A restrictive appositive, however, is crucial to the sentence’s meaning. For instance, “The horse Mr. Ed was the title character in a sitcom that aired in the 1960s.” In this case, the point of the sentence is that a horse named Mr. Ed was the title character. Leave Mr. Ed out of that sentence and you lose most of the meaning.

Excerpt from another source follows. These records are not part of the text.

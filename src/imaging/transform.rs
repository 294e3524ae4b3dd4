//! Pixel transforms over [`PixelMatrix`].
//!
//! All operations borrow their input and return a new matrix. Everything
//! here is deterministic except [`PixelMatrix::salt_and_pepper`], which
//! takes the random source as an argument.

use rand::Rng;

use super::matrix::PixelMatrix;
use crate::error::TransformError;

/// Default blur window.
pub const DEFAULT_BLUR_KERNEL: usize = 16;

/// Default segmentation threshold.
pub const DEFAULT_SEGMENT_THRESHOLD: u8 = 100;

/// Draws below this become white.
const SALT_PROBABILITY: f64 = 0.2;

/// Draws above this become black.
const PEPPER_THRESHOLD: f64 = 0.8;

/// Concatenation direction.
#[derive(Debug, Clone, Copy, PartialEq, Eq)]
pub enum Axis {
    /// Side by side; heights must match.
    Horizontal,
    /// Stacked; widths must match.
    Vertical,
}

impl Axis {
    fn label(self) -> &'static str {
        match self {
            Self::Horizontal => "horizontal",
            Self::Vertical => "vertical",
        }
    }
}

impl PixelMatrix {
    /// Box blur with a `kernel` x `kernel` window over the valid area only.
    ///
    /// The output is `(H - k + 1) x (W - k + 1)`; each sample is the
    /// truncated mean of its window.
    pub fn blur(&self, kernel: usize) -> Result<PixelMatrix, TransformError> {
        let (h, w) = self.dimensions();
        if kernel == 0 || kernel > h || kernel > w {
            return Err(TransformError::InvalidKernelSize {
                kernel,
                rows: h,
                cols: w,
            });
        }

        // Summed-area table with a zero border: sat[y][x] = sum of rows[..y][..x].
        let mut sat = vec![vec![0u64; w + 1]; h + 1];
        for (y, row) in self.rows().iter().enumerate() {
            let mut running = 0u64;
            for (x, &v) in row.iter().enumerate() {
                running += u64::from(v);
                sat[y + 1][x + 1] = sat[y][x + 1] + running;
            }
        }

        let area = (kernel * kernel) as u64;
        let out_h = h - kernel + 1;
        let out_w = w - kernel + 1;
        let rows = (0..out_h)
            .map(|y| {
                (0..out_w)
                    .map(|x| {
                        let sum = sat[y + kernel][x + kernel] + sat[y][x]
                            - sat[y][x + kernel]
                            - sat[y + kernel][x];
                        // Mean of u8 samples always fits.
                        (sum / area) as u8
                    })
                    .collect()
            })
            .collect();

        Ok(PixelMatrix::from_rows_unchecked(rows))
    }

    /// Rotate 90 degrees clockwise: `out[j][H-1-i] = in[i][j]`.
    pub fn rotate_clockwise(&self) -> PixelMatrix {
        let (h, w) = self.dimensions();
        let mut rotated = vec![vec![0u8; h]; w];
        for (i, row) in self.rows().iter().enumerate() {
            for (j, &v) in row.iter().enumerate() {
                rotated[j][h - 1 - i] = v;
            }
        }
        PixelMatrix::from_rows_unchecked(rotated)
    }

    /// Horizontal edge detector: each row becomes the absolute differences
    /// of adjacent samples, so width `W` becomes `W - 1`.
    pub fn contour(&self) -> PixelMatrix {
        let rows = self
            .rows()
            .iter()
            .map(|row| row.windows(2).map(|p| p[0].abs_diff(p[1])).collect())
            .collect();
        PixelMatrix::from_rows_unchecked(rows)
    }

    /// Impulse noise: each sample independently becomes white with
    /// probability 0.2, black with probability 0.2, or stays unchanged.
    pub fn salt_and_pepper<R: Rng>(&self, rng: &mut R) -> PixelMatrix {
        let rows = self
            .rows()
            .iter()
            .map(|row| {
                row.iter()
                    .map(|&v| {
                        let draw: f64 = rng.gen_range(0.0..1.0);
                        if draw < SALT_PROBABILITY {
                            255
                        } else if draw > PEPPER_THRESHOLD {
                            0
                        } else {
                            v
                        }
                    })
                    .collect()
            })
            .collect();
        PixelMatrix::from_rows_unchecked(rows)
    }

    /// Binary threshold: samples above `threshold` become 255, the rest 0.
    pub fn segment(&self, threshold: u8) -> PixelMatrix {
        let rows = self
            .rows()
            .iter()
            .map(|row| {
                row.iter()
                    .map(|&v| if v > threshold { 255 } else { 0 })
                    .collect()
            })
            .collect();
        PixelMatrix::from_rows_unchecked(rows)
    }

    /// Join `other` onto this matrix along `axis`.
    ///
    /// The vertical check compares first-row widths; rows are uniform by
    /// construction, so that covers every row.
    pub fn concat(&self, other: &PixelMatrix, axis: Axis) -> Result<PixelMatrix, TransformError> {
        let compatible = match axis {
            Axis::Horizontal => self.height() == other.height(),
            Axis::Vertical => self.width() == other.width(),
        };
        if !compatible {
            return Err(TransformError::IncompatibleDimensions {
                axis: axis.label(),
                left_rows: self.height(),
                left_cols: self.width(),
                right_rows: other.height(),
                right_cols: other.width(),
            });
        }

        let rows = match axis {
            Axis::Horizontal => self
                .rows()
                .iter()
                .zip(other.rows())
                .map(|(a, b)| a.iter().chain(b).copied().collect())
                .collect(),
            Axis::Vertical => self.rows().iter().chain(other.rows()).cloned().collect(),
        };
        Ok(PixelMatrix::from_rows_unchecked(rows))
    }

    /// Concatenate choosing the axis from the shapes: side by side when the
    /// heights match, otherwise stacked when the widths match.
    pub fn concat_auto(&self, other: &PixelMatrix) -> Result<PixelMatrix, TransformError> {
        if self.height() == other.height() {
            self.concat(other, Axis::Horizontal)
        } else {
            self.concat(other, Axis::Vertical)
        }
    }
}
//! Configuration types.
//!
//! Everything is read from environment variables. [`BotConfig::from_lookup`]
//! takes the lookup as a closure so tests never touch the process
//! environment.

use std::net::SocketAddr;
use std::path::PathBuf;
use std::time::Duration;

use secrecy::SecretString;

use crate::detection::DetectionMode;
use crate::dispatch::DispatcherConfig;
use crate::error::ConfigError;
use crate::imaging::FilterSettings;
use crate::session::DEFAULT_DEDUP_CAPACITY;

const DEFAULT_DETECTION_URL: &str = "http://localhost:8080";
const DEFAULT_GROUP_DEBOUNCE_MS: u64 = 1500;

/// Timeout for calls to the detection service and the object store.
pub const COLLABORATOR_TIMEOUT: Duration = Duration::from_secs(60);

/// Path the detection service posts asynchronous results to.
pub const DETECTION_CALLBACK_PATH: &str = "/detections/callback";

/// Query parameter carrying the shared secret on detection callbacks.
pub const CALLBACK_TOKEN_PARAM: &str = "token";

/// Path Telegram delivers updates to in webhook mode.
pub const WEBHOOK_PATH: &str = "/webhook/telegram";

/// Where produced images are uploaded.
#[derive(Debug, Clone, PartialEq, Eq)]
pub enum StorageConfig {
    Disabled,
    Local(PathBuf),
    Http(String),
}

/// Process configuration.
#[derive(Debug, Clone)]
pub struct BotConfig {
    pub bot_token: SecretString,
    /// Public base URL. Enables webhook mode when set.
    pub app_url: Option<String>,
    pub webhook_secret: String,
    pub allowed_users: Vec<String>,
    pub detection_url: String,
    pub detection_mode: DetectionMode,
    pub storage: StorageConfig,
    pub bind_addr: SocketAddr,
    pub dispatcher: DispatcherConfig,
    pub log_dir: Option<PathBuf>,
}

impl BotConfig {
    /// Read configuration from the process environment.
    pub fn from_env() -> Result<Self, ConfigError> {
        Self::from_lookup(|key| std::env::var(key).ok())
    }

    /// Read configuration through `lookup`. Blank values count as unset.
    pub fn from_lookup(lookup: impl Fn(&str) -> Option<String>) -> Result<Self, ConfigError> {
        let get = |key: &str| {
            lookup(key)
                .map(|v| v.trim().to_string())
                .filter(|v| !v.is_empty())
        };

        let bot_token = get("TELEGRAM_BOT_TOKEN")
            .map(SecretString::from)
            .ok_or_else(|| ConfigError::MissingEnvVar("TELEGRAM_BOT_TOKEN".to_string()))?;

        let app_url = get("BOT_APP_URL").map(|u| u.trim_end_matches('/').to_string());

        let webhook_secret =
            get("WEBHOOK_SECRET").unwrap_or_else(|| uuid::Uuid::new_v4().simple().to_string());
        // Telegram accepts 1-256 of [A-Za-z0-9_-]; the same value rides in
        // the detection callback query string unescaped.
        if webhook_secret.len() > 256
            || !webhook_secret
                .chars()
                .all(|c| c.is_ascii_alphanumeric() || c == '_' || c == '-')
        {
            return Err(ConfigError::InvalidValue {
                key: "WEBHOOK_SECRET".to_string(),
                message: "use 1-256 characters from A-Z, a-z, 0-9, '_' and '-'".to_string(),
            });
        }

        let allowed_users: Vec<String> = get("TELEGRAM_ALLOWED_USERS")
            .unwrap_or_else(|| "*".to_string())
            .split(',')
            .map(|s| s.trim().to_string())
            .filter(|s| !s.is_empty())
            .collect();

        let detection_url = get("DETECTION_SERVICE_URL")
            .unwrap_or_else(|| DEFAULT_DETECTION_URL.to_string())
            .trim_end_matches('/')
            .to_string();

        let detection_mode = match get("DETECTION_MODE").as_deref().map(str::to_lowercase) {
            None => DetectionMode::Sync,
            Some(mode) if mode == "sync" => DetectionMode::Sync,
            Some(mode) if mode == "async" => {
                let base = app_url.as_ref().ok_or_else(|| ConfigError::InvalidValue {
                    key: "DETECTION_MODE".to_string(),
                    message: "async mode needs BOT_APP_URL for the callback".to_string(),
                })?;
                DetectionMode::Async {
                    callback_url: format!(
                        "{base}{DETECTION_CALLBACK_PATH}?{CALLBACK_TOKEN_PARAM}={webhook_secret}"
                    ),
                }
            }
            Some(other) => {
                return Err(ConfigError::InvalidValue {
                    key: "DETECTION_MODE".to_string(),
                    message: format!("expected 'sync' or 'async', got '{other}'"),
                });
            }
        };

        let storage = match (get("STORAGE_DIR"), get("STORAGE_URL")) {
            (Some(_), Some(_)) => {
                return Err(ConfigError::InvalidValue {
                    key: "STORAGE_URL".to_string(),
                    message: "set only one of STORAGE_DIR and STORAGE_URL".to_string(),
                });
            }
            (Some(dir), None) => StorageConfig::Local(PathBuf::from(dir)),
            (None, Some(url)) => StorageConfig::Http(url),
            (None, None) => StorageConfig::Disabled,
        };

        let bind_addr: SocketAddr = parse_or("BIND_ADDR", get("BIND_ADDR"), || {
            Ok(SocketAddr::from(([0, 0, 0, 0], 8443)))
        })?;

        let debounce_ms: u64 = parse_or("GROUP_DEBOUNCE_MS", get("GROUP_DEBOUNCE_MS"), || {
            Ok(DEFAULT_GROUP_DEBOUNCE_MS)
        })?;

        let dedup_capacity: usize = parse_or("DEDUP_CAPACITY", get("DEDUP_CAPACITY"), || {
            Ok(DEFAULT_DEDUP_CAPACITY)
        })?;
        if dedup_capacity == 0 {
            return Err(ConfigError::InvalidValue {
                key: "DEDUP_CAPACITY".to_string(),
                message: "must be at least 1".to_string(),
            });
        }

        let defaults = FilterSettings::default();
        let blur_kernel: usize =
            parse_or("BLUR_KERNEL", get("BLUR_KERNEL"), || Ok(defaults.blur_kernel))?;
        if blur_kernel == 0 {
            return Err(ConfigError::InvalidValue {
                key: "BLUR_KERNEL".to_string(),
                message: "must be at least 1".to_string(),
            });
        }

        Ok(Self {
            bot_token,
            app_url,
            webhook_secret,
            allowed_users,
            detection_url,
            detection_mode,
            storage,
            bind_addr,
            dispatcher: DispatcherConfig {
                group_debounce: Duration::from_millis(debounce_ms),
                dedup_capacity,
                filters: FilterSettings {
                    blur_kernel,
                    ..defaults
                },
            },
            log_dir: get("LOG_DIR").map(PathBuf::from),
        })
    }

    /// Full webhook URL, when running in webhook mode.
    pub fn webhook_url(&self) -> Option<String> {
        self.app_url
            .as_ref()
            .map(|base| format!("{base}{WEBHOOK_PATH}"))
    }
}

fn parse_or<T>(
    key: &str,
    raw: Option<String>,
    default: impl FnOnce() -> Result<T, ConfigError>,
) -> Result<T, ConfigError>
where
    T: std::str::FromStr,
    T::Err: std::fmt::Display,
{
    match raw {
        Some(value) => value.parse().map_err(|e: T::Err| ConfigError::InvalidValue {
            key: key.to_string(),
            message: format!("'{value}': {e}"),
        }),
        None => default(),
    }
}
//! Non-blocking single-flight admission for expensive operations.

use std::collections::HashMap;
use std::sync::Arc;

use tokio::sync::{OwnedSemaphorePermit, Semaphore};

/// Operations that are limited to one in flight.
#[derive(Debug, Clone, Copy, PartialEq, Eq, Hash)]
pub enum ResourceClass {
    /// Call to the remote object-detection service.
    Detection,
}

impl ResourceClass {
    pub const ALL: [ResourceClass; 1] = [ResourceClass::Detection];

    pub fn name(self) -> &'static str {
        match self {
            Self::Detection => "detection",
        }
    }
}

/// Exclusive right to run one operation of a resource class.
/// Released when dropped.
#[derive(Debug)]
pub struct FlightPermit {
    class: ResourceClass,
    _permit: OwnedSemaphorePermit,
}

impl FlightPermit {
    pub fn class(&self) -> ResourceClass {
        self.class
    }
}

/// One permit per [`ResourceClass`]. Acquisition never waits: a held class
/// rejects the caller immediately.
#[derive(Debug)]
pub struct SingleFlightGuard {
    slots: HashMap<ResourceClass, Arc<Semaphore>>,
}

impl SingleFlightGuard {
    pub fn new() -> Self {
        let slots = ResourceClass::ALL
            .into_iter()
            .map(|class| (class, Arc::new(Semaphore::new(1))))
            .collect();
        Self { slots }
    }

    /// Take the permit for `class`, or `None` if it is already held.
    pub fn try_acquire(&self, class: ResourceClass) -> Option<FlightPermit> {
        let slot = self.slots.get(&class)?;
        Arc::clone(slot)
            .try_acquire_owned()
            .ok()
            .map(|permit| FlightPermit {
                class,
                _permit: permit,
            })
    }

    pub fn is_held(&self, class: ResourceClass) -> bool {
        self.slots
            .get(&class)
            .is_some_and(|slot| slot.available_permits() == 0)
    }
}

impl Default for SingleFlightGuard {
    fn default() -> Self {
        Self::new()
    }
}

But back to your “Brooklyn, New York,” sentence, Rod, and how and why state names are an exception to the rule. The Brooklyn that’s in New York is certainly the best-known one, but it shares that name with 21 other American cities and towns. So if we were following the nonrestrictive vs. restrictive rule, we would not put commas around “New York” because which Brooklyn we’re talking about is crucial to the meaning of the sentence. Similarly, in “When I was born on March 1, 1953,” we need to know when — by which year — there were no more horse-drawn wagons.
The reason to use commas with state names and years is simply that they’re conventional and convenient. It may not take us long to make sense of “New York New York” — but names like “New Scotland New York,” “Manchester-by-the-Sea Massachusetts” and “San Juan Capistrano California” would surely benefit from the addition of commas.
And as long as we Americans stick with month/day/year dates, they will always have two adjacent numerals (“March 1 1953”), which is never a good idea.
Email me with your language questions, peeves, problems, etc., at barbaraswordshop@gmail.com, and I’ll respond as soon as I can. Correspondence may be edited. If you subscribe to The Boston Globe, look for my column, “May I Have a Word,” in the Ideas section every other Sunday.
Calling "New York" an appositive in Brooklyn, New York, seems odd to me. Brooklyn is not the same thing as New York, while Trigger IS Roy Roger's Horse. Can you give us a good definition of an appositive?